On the Gift Card Phenomenon - Part 1
So there is this new fad in gift giving sweeping the nation: gift cards. A search for the phrase "gift card phenomenon" on Google News turns up over 60 stories. Including this one in the Baltimore Sun and this one from a TV news station in the Twin Cities.
I got a few gift cards already this holiday season.
We had our "Christmas" with my wife's parents at Thanksgiving. And they blessed me with a gift card to Barnes & Noble.

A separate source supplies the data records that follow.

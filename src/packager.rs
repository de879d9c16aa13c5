use crate::chart::Chart;
use crate::error::{GenError, Result};
use serde::{Deserialize, Serialize};
use std::path::{Path, PathBuf};

/// Self-contained chart package payload.
#[derive(Serialize, Deserialize, Debug, Clone)]
pub struct ChartPackage {
    pub format_version: u32,
    pub title: String,
    pub artist: String,
    pub lane_count: u8,
    pub bpm: f32,
    pub seed: u64,
    pub star_rating: f32,
    pub style: String,
    #[serde(skip_serializing_if = "Option::is_none")]
    pub quality_shortfall: Option<f32>,
    pub generated_at: i64,
    pub notes: Vec<NotePayload>,
}

#[derive(Serialize, Deserialize, Debug, Clone)]
pub struct NotePayload {
    pub time: f32,
    pub lane: u8,
    #[serde(skip_serializing_if = "is_zero", default)]
    pub duration: f32,
}

fn is_zero(n: &f32) -> bool {
    *n < 0.001
}

impl ChartPackage {
    pub fn new(chart: &Chart) -> Self {
        let generated_at = std::time::SystemTime::now()
            .duration_since(std::time::UNIX_EPOCH)
            .map(|d| d.as_secs() as i64)
            .unwrap_or(0);

        let notes = chart
            .notes
            .iter()
            .map(|n| NotePayload {
                time: n.time,
                lane: n.lane,
                duration: n.duration,
            })
            .collect();

        ChartPackage {
            format_version: 1,
            title: chart.title.clone(),
            artist: chart.artist.clone(),
            lane_count: chart.lane_count,
            bpm: chart.bpm,
            seed: chart.seed,
            star_rating: chart.star_rating,
            style: chart.style_summary.clone(),
            quality_shortfall: chart.quality_shortfall,
            generated_at,
            notes,
        }
    }

    pub fn to_json(&self) -> serde_json::Result<String> {
        serde_json::to_string_pretty(self)
    }

    /// Sectioned text rendering of the package.
    pub fn to_chart(&self) -> String {
        let mut output = String::new();

        output.push_str("[SONG]\n");
        output.push_str(&format!("  Title = \"{}\"\n", self.title));
        output.push_str(&format!("  Artist = \"{}\"\n", self.artist));
        output.push_str(&format!("  BPM = {}\n", self.bpm));
        output.push_str(&format!("  Seed = {}\n\n", self.seed));

        output.push_str("[NOTES]\n");
        output.push_str(&format!("  Stars = {:.2}\n", self.star_rating));
        output.push_str(&format!("  Style = {}\n", self.style));
        output.push_str(&format!("  Lanes = {}\n", self.lane_count));
        output.push_str(&format!("  Notes = {}\n", self.notes.len()));
        output.push_str(":\n");

        for note in &self.notes {
            let note_type = if note.duration > 0.001 { '2' } else { '1' };
            output.push_str(&format!(
                "  {}|{}|{:.3}\n",
                note_type, note.lane, note.time
            ));
            if note.duration > 0.001 {
                output.push_str(&format!("  2|{}|{:.3}\n", note.lane, note.duration));
            }
        }

        output.push_str(";\n");
        output
    }

    /// Derived package file name for candidate `index`.
    pub fn file_name(&self, index: usize, format: PackageFormat) -> String {
        let stem = sanitize(&format!("{} - {} [gen-{}]", self.artist, self.title, index));
        format!("{}.{}", stem, format.extension())
    }

    /// Write the package into `dir`, overwriting any existing file of the
    /// same derived name. Returns the written path.
    pub fn save(&self, dir: &Path, index: usize, format: PackageFormat) -> Result<PathBuf> {
        let path = dir.join(self.file_name(index, format));
        let content = match format {
            PackageFormat::Json => self.to_json().map_err(|e| GenError::Packaging {
                path: path.clone(),
                source: e.into(),
            })?,
            PackageFormat::Chart => self.to_chart(),
        };

        std::fs::create_dir_all(dir).map_err(|e| GenError::Packaging {
            path: dir.to_path_buf(),
            source: e,
        })?;
        std::fs::write(&path, content).map_err(|e| GenError::Packaging {
            path: path.clone(),
            source: e,
        })?;
        log::info!("packaged chart: {}", path.display());
        Ok(path)
    }
}

/// Strip characters that are unsafe in file names.
fn sanitize(name: &str) -> String {
    name.chars()
        .map(|c| match c {
            '/' | '\\' | ':' | '*' | '?' | '"' | '<' | '>' | '|' => '_',
            c => c,
        })
        .collect()
}

#[derive(Clone, Copy, Debug, PartialEq, Eq)]
pub enum PackageFormat {
    Json,
    Chart,
}

impl PackageFormat {
    pub fn from_str(s: &str) -> Option<Self> {
        match s.to_lowercase().as_str() {
            "json" => Some(PackageFormat::Json),
            "chart" => Some(PackageFormat::Chart),
            _ => None,
        }
    }

    pub fn extension(&self) -> &'static str {
        match self {
            PackageFormat::Json => "chart.json",
            PackageFormat::Chart => "chart",
        }
    }
}
use rustfft::{num_complex::Complex, FftPlanner};

const FRAME_SIZE: usize = 2048;
const HOP_SIZE: usize = 512;

/// Subdivision level of a beat-grid slot.
#[derive(Clone, Copy, Debug, PartialEq, Eq)]
pub enum Subdivision {
    Quarter,
    Eighth,
    Sixteenth,
}

/// One timing slot on the beat grid.
#[derive(Clone, Copy, Debug)]
pub struct GridSlot {
    /// Exact grid timestamp in seconds.
    pub time: f32,
    /// Slot time refined toward the nearest local onset peak, within half a
    /// subdivision. Equals `time` when no envelope is available.
    pub refined_time: f32,
    pub subdivision: Subdivision,
    /// Onset strength at this slot, normalized to 0..1.
    pub onset: f32,
}

/// Tempo-derived timing grid spanning the full track, sixteenth-note spaced.
#[derive(Clone, Debug)]
pub struct BeatGrid {
    pub bpm: f32,
    pub duration: f32,
    pub slots: Vec<GridSlot>,
}

impl BeatGrid {
    /// Detect tempo and onsets in a mono signal and lay the grid.
    pub fn from_waveform(samples: &[f32], sample_rate: u32) -> Self {
        let envelope = onset_envelope(samples, sample_rate);
        let smoothed = smooth_curve(&envelope, 3);
        let peak_indices = find_peaks(&smoothed, 0.3);

        let frame_dt = HOP_SIZE as f32 / sample_rate as f32;
        let peak_times: Vec<f32> = peak_indices.iter().map(|&i| i as f32 * frame_dt).collect();
        let bpm = estimate_bpm(&peak_times);

        let duration = samples.len() as f32 / sample_rate as f32;
        log::debug!(
            "beat grid: bpm={bpm:.1}, duration={duration:.1}s, {} onset peaks",
            peak_times.len()
        );

        let mut grid = Self::lay_grid(bpm, duration);
        grid.score_slots(&smoothed, frame_dt);
        grid
    }

    /// Grid for a known tempo with flat metric onset weighting. Used when the
    /// caller already trusts an external tempo and in tests.
    pub fn uniform(bpm: f32, duration: f32) -> Self {
        let mut grid = Self::lay_grid(bpm, duration);
        for slot in &mut grid.slots {
            slot.onset = match slot.subdivision {
                Subdivision::Quarter => 1.0,
                Subdivision::Eighth => 0.6,
                Subdivision::Sixteenth => 0.4,
            };
        }
        grid
    }

    fn lay_grid(bpm: f32, duration: f32) -> Self {
        let sixteenth = 60.0 / bpm / 4.0;
        let count = (duration / sixteenth).floor() as usize;
        let slots = (0..count)
            .map(|i| {
                let time = i as f32 * sixteenth;
                let subdivision = match i % 4 {
                    0 => Subdivision::Quarter,
                    2 => Subdivision::Eighth,
                    _ => Subdivision::Sixteenth,
                };
                GridSlot {
                    time,
                    refined_time: time,
                    subdivision,
                    onset: 0.0,
                }
            })
            .collect();

        BeatGrid {
            bpm,
            duration,
            slots,
        }
    }

    /// Score each slot with the envelope value nearest its time and refine
    /// its raw timestamp toward the local envelope maximum.
    fn score_slots(&mut self, envelope: &[f32], frame_dt: f32) {
        if envelope.is_empty() {
            return;
        }
        let max_val = envelope.iter().cloned().fold(f32::MIN, f32::max).max(1e-6);
        let half_window = (self.spacing() / 2.0 / frame_dt).round() as usize;

        for slot in &mut self.slots {
            let center = (slot.time / frame_dt).round() as usize;
            let center = center.min(envelope.len() - 1);
            slot.onset = envelope[center] / max_val;

            let lo = center.saturating_sub(half_window);
            let hi = (center + half_window + 1).min(envelope.len());
            let best = (lo..hi)
                .max_by(|&a, &b| {
                    envelope[a]
                        .partial_cmp(&envelope[b])
                        .unwrap_or(std::cmp::Ordering::Equal)
                })
                .unwrap_or(center);
            slot.refined_time = best as f32 * frame_dt;
        }

        // Refinement must never reorder slots
        let mut last = f32::MIN;
        for slot in &mut self.slots {
            if slot.refined_time <= last {
                slot.refined_time = slot.time;
            }
            last = slot.refined_time.max(slot.time);
        }
    }

    /// Sixteenth-note spacing in seconds.
    pub fn spacing(&self) -> f32 {
        60.0 / self.bpm / 4.0
    }

    /// Nearest exact grid timestamp for `time`.
    pub fn snap(&self, time: f32) -> f32 {
        let spacing = self.spacing();
        let idx = (time / spacing).round() as usize;
        let idx = idx.min(self.slots.len().saturating_sub(1));
        self.slots.get(idx).map(|s| s.time).unwrap_or(time)
    }
}

/// Spectral-flux onset envelope over Hann-windowed frames.
fn onset_envelope(samples: &[f32], _sample_rate: u32) -> Vec<f32> {
    if samples.len() < FRAME_SIZE {
        return Vec::new();
    }
    let num_frames = (samples.len() - FRAME_SIZE) / HOP_SIZE + 1;

    let mut planner = FftPlanner::new();
    let fft = planner.plan_fft_forward(FRAME_SIZE);

    let mut envelope = Vec::with_capacity(num_frames);
    let mut prev_mags = vec![0.0f32; FRAME_SIZE / 2];

    for i in 0..num_frames {
        let start = i * HOP_SIZE;
        let mut fft_input: Vec<Complex<f32>> = samples[start..start + FRAME_SIZE]
            .iter()
            .enumerate()
            .map(|(idx, &sample)| {
                let window = 0.5
                    * (1.0
                        - ((2.0 * std::f32::consts::PI * idx as f32)
                            / (FRAME_SIZE as f32 - 1.0))
                            .cos());
                Complex::new(sample * window, 0.0)
            })
            .collect();

        fft.process(&mut fft_input);

        // Half-wave rectified magnitude increase against the previous frame
        let mut flux = 0.0f32;
        for (bin, coeff) in fft_input.iter().take(FRAME_SIZE / 2).enumerate() {
            let mag = coeff.norm();
            let diff = mag - prev_mags[bin];
            if diff > 0.0 {
                flux += diff;
            }
            prev_mags[bin] = mag;
        }
        envelope.push(flux);
    }

    envelope
}

/// Smooth a curve with a centered moving average.
fn smooth_curve(data: &[f32], window_size: usize) -> Vec<f32> {
    if data.is_empty() {
        return Vec::new();
    }

    let half_window = window_size / 2;
    let mut smoothed = Vec::with_capacity(data.len());

    for i in 0..data.len() {
        let start = i.saturating_sub(half_window);
        let end = (i + half_window + 1).min(data.len());
        let avg = data[start..end].iter().sum::<f32>() / (end - start) as f32;
        smoothed.push(avg);
    }

    smoothed
}

/// Find local maxima above `threshold_ratio` of the curve's peak value.
fn find_peaks(data: &[f32], threshold_ratio: f32) -> Vec<usize> {
    if data.len() < 3 {
        return Vec::new();
    }

    let max_val = data.iter().cloned().fold(f32::NEG_INFINITY, f32::max);
    let threshold = max_val * threshold_ratio;

    let mut peaks = Vec::new();
    for i in 1..data.len() - 1 {
        if data[i] > threshold && data[i] > data[i - 1] && data[i] > data[i + 1] {
            peaks.push(i);
        }
    }
    peaks
}

/// Estimate BPM from the median inter-peak interval, octave-folded into
/// the 90-180 band so half- and double-time pulses land on one grid.
fn estimate_bpm(peak_times: &[f32]) -> f32 {
    if peak_times.len() < 2 {
        return 120.0;
    }

    let mut intervals: Vec<f32> = peak_times
        .windows(2)
        .map(|w| w[1] - w[0])
        .filter(|&dt| dt > 0.05)
        .collect();
    if intervals.is_empty() {
        return 120.0;
    }

    intervals.sort_by(|a, b| a.partial_cmp(b).unwrap_or(std::cmp::Ordering::Equal));
    let median = intervals[intervals.len() / 2];

    let mut bpm = 60.0 / median;
    while bpm < 90.0 {
        bpm *= 2.0;
    }
    while bpm >= 180.0 {
        bpm /= 2.0;
    }
    bpm
}

#[cfg(test)]
mod tests {
    use super::*;

    #[test]
    fn test_smooth_curve_preserves_length() {
        let data = vec![1.0, 2.0, 3.0, 4.0, 5.0];
        let smoothed = smooth_curve(&data, 3);
        assert_eq!(smoothed.len(), data.len());
    }

    #[test]
    fn test_find_peaks() {
        let data = vec![0.0, 1.0, 0.5, 2.0, 0.5, 1.5, 0.0];
        let peaks = find_peaks(&data, 0.3);
        assert!(peaks.contains(&1));
        assert!(peaks.contains(&3));
    }

    #[test]
    fn test_estimate_bpm_from_half_second_intervals() {
        let peaks = vec![0.0, 0.5, 1.0, 1.5, 2.0];
        let bpm = estimate_bpm(&peaks);
        assert!((bpm - 120.0).abs() < 1.0);
    }

    #[test]
    fn test_estimate_bpm_folds_slow_pulse_into_range() {
        // 2-second intervals (30 BPM) should fold up to 120
        let peaks = vec![0.0, 2.0, 4.0, 6.0];
        let bpm = estimate_bpm(&peaks);
        assert!((bpm - 120.0).abs() < 1.0);
    }

    #[test]
    fn test_estimate_bpm_folds_fast_pulse_into_range() {
        // 0.2-second intervals (300 BPM) should fold down to 150
        let peaks: Vec<f32> = (0..10).map(|i| i as f32 * 0.2).collect();
        let bpm = estimate_bpm(&peaks);
        assert!((bpm - 150.0).abs() < 1.0);
    }

    #[test]
    fn test_uniform_grid_spans_duration_strictly_increasing() {
        let grid = BeatGrid::uniform(120.0, 10.0);
        // 120 BPM sixteenths are 0.125s apart: 80 slots in 10s
        assert_eq!(grid.slots.len(), 80);
        for pair in grid.slots.windows(2) {
            assert!(pair[0].time < pair[1].time);
        }
        assert_eq!(grid.slots[0].subdivision, Subdivision::Quarter);
        assert_eq!(grid.slots[2].subdivision, Subdivision::Eighth);
        assert_eq!(grid.slots[3].subdivision, Subdivision::Sixteenth);
    }

    #[test]
    fn test_snap_rounds_to_nearest_slot() {
        let grid = BeatGrid::uniform(120.0, 10.0);
        assert!((grid.snap(0.07) - 0.125).abs() < 1e-6);
        assert!((grid.snap(0.05) - 0.0).abs() < 1e-6);
    }

    #[test]
    fn test_from_waveform_detects_click_track_tempo() {
        // 8 kHz click track at 120 BPM: a click every 0.5s for 20s
        let sample_rate = 8000u32;
        let mut samples = vec![0.0f32; sample_rate as usize * 20];
        let mut t = 0.0f32;
        while t < 20.0 {
            let start = (t * sample_rate as f32) as usize;
            for i in 0..200usize.min(samples.len() - start) {
                samples[start + i] = ((i as f32 * 0.9).sin()) * (1.0 - i as f32 / 200.0);
            }
            t += 0.5;
        }

        let grid = BeatGrid::from_waveform(&samples, sample_rate);
        assert!(
            (grid.bpm - 120.0).abs() < 6.0,
            "detected bpm {} too far from 120",
            grid.bpm
        );
        assert!((grid.duration - 20.0).abs() < 0.01);
        assert!(!grid.slots.is_empty());
    }
}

And then I was at Barnes & Noble today shopping for gifts for my family and friends. And, being borderline frugal these days, I went into the store intending to use that gift card my in-laws had given me to make my purchases for people on my gift list.
But I didn't. I forgot.
Then afterwards I got to thinking ... if I use a gift card someone gave me to pay for gifts I am buying to give to someone else, wouldn't that be regifting (socially unacceptable in some circles)? Same logic applies to a gift of cash, I guess. Though cash is more fungible.
Someone gave me the gift card intending that I would use to buy something for myself. If I then use it to buy something that I am going to give to someone else aren't I effectively transferring the benefit of the gift given to me to that someone else? The exact same result obtains when I get a widget from my in-laws and pass it along to the next victim. I suppose it's a little different -- and a little more morally tolerable -- because presumably I don't actually want the widget (otherwise I would keep it) whereas with the gift card I could get anything I wanted so I am actually giving up a genuine benefit.
Unless it was a gift card to Bass Pro Shops or something ... because that store is for rednecks.